#### Your assignment
Return all the entries below exactly as they were given.

Source material below:

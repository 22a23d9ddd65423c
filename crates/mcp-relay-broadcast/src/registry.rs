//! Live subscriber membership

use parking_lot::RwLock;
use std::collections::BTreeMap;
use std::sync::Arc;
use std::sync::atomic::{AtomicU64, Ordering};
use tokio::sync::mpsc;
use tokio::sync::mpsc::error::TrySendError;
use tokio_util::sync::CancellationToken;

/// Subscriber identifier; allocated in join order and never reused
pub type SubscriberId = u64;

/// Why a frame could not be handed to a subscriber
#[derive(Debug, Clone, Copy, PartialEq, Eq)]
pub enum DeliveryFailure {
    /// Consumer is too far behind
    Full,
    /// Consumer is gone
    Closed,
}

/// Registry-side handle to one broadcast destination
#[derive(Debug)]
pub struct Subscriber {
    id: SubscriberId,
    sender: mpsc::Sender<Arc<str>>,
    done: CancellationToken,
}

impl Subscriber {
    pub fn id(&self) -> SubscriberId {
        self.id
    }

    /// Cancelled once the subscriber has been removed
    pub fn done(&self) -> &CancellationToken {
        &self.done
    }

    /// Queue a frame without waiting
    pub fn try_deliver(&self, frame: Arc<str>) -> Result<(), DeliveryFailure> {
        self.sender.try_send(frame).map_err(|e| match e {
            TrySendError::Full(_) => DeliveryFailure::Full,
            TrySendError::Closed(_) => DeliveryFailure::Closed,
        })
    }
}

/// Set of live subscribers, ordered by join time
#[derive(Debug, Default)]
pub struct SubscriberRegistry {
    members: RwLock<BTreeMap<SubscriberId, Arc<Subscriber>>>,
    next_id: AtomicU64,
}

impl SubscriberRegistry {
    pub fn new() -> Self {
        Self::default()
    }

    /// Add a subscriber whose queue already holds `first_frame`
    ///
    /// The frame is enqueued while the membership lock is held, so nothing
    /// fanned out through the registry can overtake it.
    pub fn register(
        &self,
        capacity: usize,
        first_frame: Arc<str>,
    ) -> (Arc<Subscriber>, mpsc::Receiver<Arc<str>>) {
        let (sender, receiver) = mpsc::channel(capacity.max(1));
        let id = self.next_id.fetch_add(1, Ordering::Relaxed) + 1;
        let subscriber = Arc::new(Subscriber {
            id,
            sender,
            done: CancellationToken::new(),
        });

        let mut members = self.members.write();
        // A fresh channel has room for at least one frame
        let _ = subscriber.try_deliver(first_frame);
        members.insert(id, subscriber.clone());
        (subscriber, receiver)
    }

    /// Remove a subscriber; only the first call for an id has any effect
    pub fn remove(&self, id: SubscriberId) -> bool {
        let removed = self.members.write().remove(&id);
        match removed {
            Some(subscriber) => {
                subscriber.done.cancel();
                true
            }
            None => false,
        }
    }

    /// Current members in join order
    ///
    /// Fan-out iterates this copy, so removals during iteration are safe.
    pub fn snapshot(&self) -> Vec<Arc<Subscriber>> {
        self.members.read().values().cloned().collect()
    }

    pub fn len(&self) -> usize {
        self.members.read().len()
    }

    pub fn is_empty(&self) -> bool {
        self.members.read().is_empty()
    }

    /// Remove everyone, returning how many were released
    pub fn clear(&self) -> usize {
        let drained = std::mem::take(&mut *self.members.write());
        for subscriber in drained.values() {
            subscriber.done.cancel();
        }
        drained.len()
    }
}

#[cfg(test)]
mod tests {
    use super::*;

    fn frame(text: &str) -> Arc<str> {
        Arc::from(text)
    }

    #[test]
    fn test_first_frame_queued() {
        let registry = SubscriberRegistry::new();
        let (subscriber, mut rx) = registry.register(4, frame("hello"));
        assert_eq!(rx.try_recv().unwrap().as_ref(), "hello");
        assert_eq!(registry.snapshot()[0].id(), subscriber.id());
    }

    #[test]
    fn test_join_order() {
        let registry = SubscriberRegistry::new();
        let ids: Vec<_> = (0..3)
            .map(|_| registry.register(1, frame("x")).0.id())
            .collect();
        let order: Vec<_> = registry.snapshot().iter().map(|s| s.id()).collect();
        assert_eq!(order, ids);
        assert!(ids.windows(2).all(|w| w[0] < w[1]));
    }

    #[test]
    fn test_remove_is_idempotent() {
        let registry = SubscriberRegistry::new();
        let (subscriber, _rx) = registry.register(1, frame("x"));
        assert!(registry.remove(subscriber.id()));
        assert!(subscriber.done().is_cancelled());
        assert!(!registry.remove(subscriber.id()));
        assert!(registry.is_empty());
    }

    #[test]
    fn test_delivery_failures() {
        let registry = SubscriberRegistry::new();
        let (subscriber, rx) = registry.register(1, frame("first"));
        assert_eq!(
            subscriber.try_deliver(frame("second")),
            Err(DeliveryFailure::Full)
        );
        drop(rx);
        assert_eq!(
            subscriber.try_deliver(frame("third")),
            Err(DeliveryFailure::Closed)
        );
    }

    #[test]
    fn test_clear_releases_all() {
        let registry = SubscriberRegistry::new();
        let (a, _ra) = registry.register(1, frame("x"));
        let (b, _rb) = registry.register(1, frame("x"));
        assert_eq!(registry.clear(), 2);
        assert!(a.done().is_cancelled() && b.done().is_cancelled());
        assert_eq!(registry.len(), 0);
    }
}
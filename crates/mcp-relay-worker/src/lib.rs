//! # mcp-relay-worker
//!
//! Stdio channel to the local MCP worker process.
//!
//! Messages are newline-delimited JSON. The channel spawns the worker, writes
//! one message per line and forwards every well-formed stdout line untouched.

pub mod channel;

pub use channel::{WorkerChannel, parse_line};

End of Source material.

#### Result for this exercise
repository 22a23d9ddd65423c
filename crates/mcp-relay-broadcast/src/registry.rs
//! Live subscriber membership

use parking_lot::RwLock;
use std::collections::BTreeMap;
use std::sync::Arc;
use std::sync::atomic::{AtomicU64, Ordering};
use tokio::sync::mpsc;
use tokio::sync::mpsc::error::TrySendError;
use tokio_util::sync::CancellationToken;

/// Subscriber identifier; allocated in join order and never reused
pub type SubscriberId = u64;

/// Why a frame could not be handed to a subscriber
#[derive(Debug, Clone, Copy, PartialEq, Eq)]
pub enum DeliveryFailure {
    /// Consumer is too far behind
    Full,
    /// Consumer is gone
    Closed,
}

/// Registry-side handle to one broadcast destination
#[derive(Debug)]
pub struct Subscriber {
    id: SubscriberId,
    sender: mpsc::Sender<Arc<str>>,
    done: CancellationToken,
}

impl Subscriber {
    pub fn id(&self) -> SubscriberId {
        self.id
    }

    /// Cancelled once the subscriber has been removed
    pub fn done(&self) -> &CancellationToken {
        &self.done
    }

    /// Queue a frame without waiting
    pub fn try_deliver(&self, frame: Arc<str>) -> Result<(), DeliveryFailure> {
        self.sender.try_send(frame).map_err(|e| match e {
            TrySendError::Full(_) => DeliveryFailure::Full,
            TrySendError::Closed(_) => DeliveryFailure::Closed,
        })
    }
}

/// Set of live subscribers, ordered by join time
#[derive(Debug, Default)]
pub struct SubscriberRegistry {
    members: RwLock<BTreeMap<SubscriberId, Arc<Subscriber>>>,
    next_id: AtomicU64,
}

impl SubscriberRegistry {
    pub fn new() -> Self {
        Self::default()
    }

    /// Add a subscriber whose queue already holds `first_frame`
    ///
    /// The frame is enqueued while the membership lock is held, so nothing
    /// fanned out through the registry can overtake it.
    pub fn register(
        &self,
        capacity: usize,
        first_frame: Arc<str>,
    ) -> (Arc<Subscriber>, mpsc::Receiver<Arc<str>>) {
        let (sender, receiver) = mpsc::channel(capacity.max(1));
        let id = self.next_id.fetch_add(1, Ordering::Relaxed) + 1;
        let subscriber = Arc::new(Subscriber {
            id,
            sender,
            done: CancellationToken::new(),
        });

        let mut members = self.members.write();
        // A fresh channel has room for at least one frame
        let _ = subscriber.try_deliver(first_frame);
        members.insert(id, subscriber.clone());
        (subscriber, receiver)
    }

    /// Remove a subscriber; only the first call for an id has any effect
    pub fn remove(&self, id: SubscriberId) -> bool {
        let removed = self.members.write().remove(&id);
        match removed {
            Some(subscriber) => {
                subscriber.done.cancel();
                true
            }
            None => false,
        }
    }

    /// Current members in join order
    ///
    /// Fan-out iterates this copy, so removals during iteration are safe.
    pub fn snapshot(&self) -> Vec<Arc<Subscriber>> {
        self.members.read().values().cloned().collect()
    }

    pub fn len(&self) -> usize {
        self.members.read().len()
    }

    pub fn is_empty(&self) -> bool {
        self.members.read().is_empty()
    }

    /// Remove everyone, returning how many were released
    pub fn clear(&self) -> usize {
        let drained = std::mem::take(&mut *self.members.write());
        for subscriber in drained.values() {
            subscriber.done.cancel();
        }
        drained.len()
    }
}

#[cfg(test)]
mod tests {
    use super::*;

    fn frame(text: &str) -> Arc<str> {
        Arc::from(text)
    }

    #[test]
    fn test_first_frame_queued() {
        let registry = SubscriberRegistry::new();
        let (subscriber, mut rx) = registry.register(4, frame("hello"));
        assert_eq!(rx.try_recv().unwrap().as_ref(), "hello");
        assert_eq!(registry.snapshot()[0].id(), subscriber.id());
    }

    #[test]
    fn test_join_order() {
        let registry = SubscriberRegistry::new();
        let ids: Vec<_> = (0..3)
            .map(|_| registry.register(1, frame("x")).0.id())
            .collect();
        let order: Vec<_> = registry.snapshot().iter().map(|s| s.id()).collect();
        assert_eq!(order, ids);
        assert!(ids.windows(2).all(|w| w[0] < w[1]));
    }

    #[test]
    fn test_remove_is_idempotent() {
        let registry = SubscriberRegistry::new();
        let (subscriber, _rx) = registry.register(1, frame("x"));
        assert!(registry.remove(subscriber.id()));
        assert!(subscriber.done().is_cancelled());
        assert!(!registry.remove(subscriber.id()));
        assert!(registry.is_empty());
    }

    #[test]
    fn test_delivery_failures() {
        let registry = SubscriberRegistry::new();
        let (subscriber, rx) = registry.register(1, frame("first"));
        assert_eq!(
            subscriber.try_deliver(frame("second")),
            Err(DeliveryFailure::Full)
        );
        drop(rx);
        assert_eq!(
            subscriber.try_deliver(frame("third")),
            Err(DeliveryFailure::Closed)
        );
    }

    #[test]
    fn test_clear_releases_all() {
        let registry = SubscriberRegistry::new();
        let (a, _ra) = registry.register(1, frame("x"));
        let (b, _rb) = registry.register(1, frame("x"));
        assert_eq!(registry.clear(), 2);
        assert!(a.done().is_cancelled() && b.done().is_cancelled());
        assert_eq!(registry.len(), 0);
    }
}
filename crates/mcp-relay-worker/src/lib.rs
//! # mcp-relay-worker
//!
//! Stdio channel to the local MCP worker process.
//!
//! Messages are newline-delimited JSON. The channel spawns the worker, writes
//! one message per line and forwards every well-formed stdout line untouched.

pub mod channel;

pub use channel::{WorkerChannel, parse_line};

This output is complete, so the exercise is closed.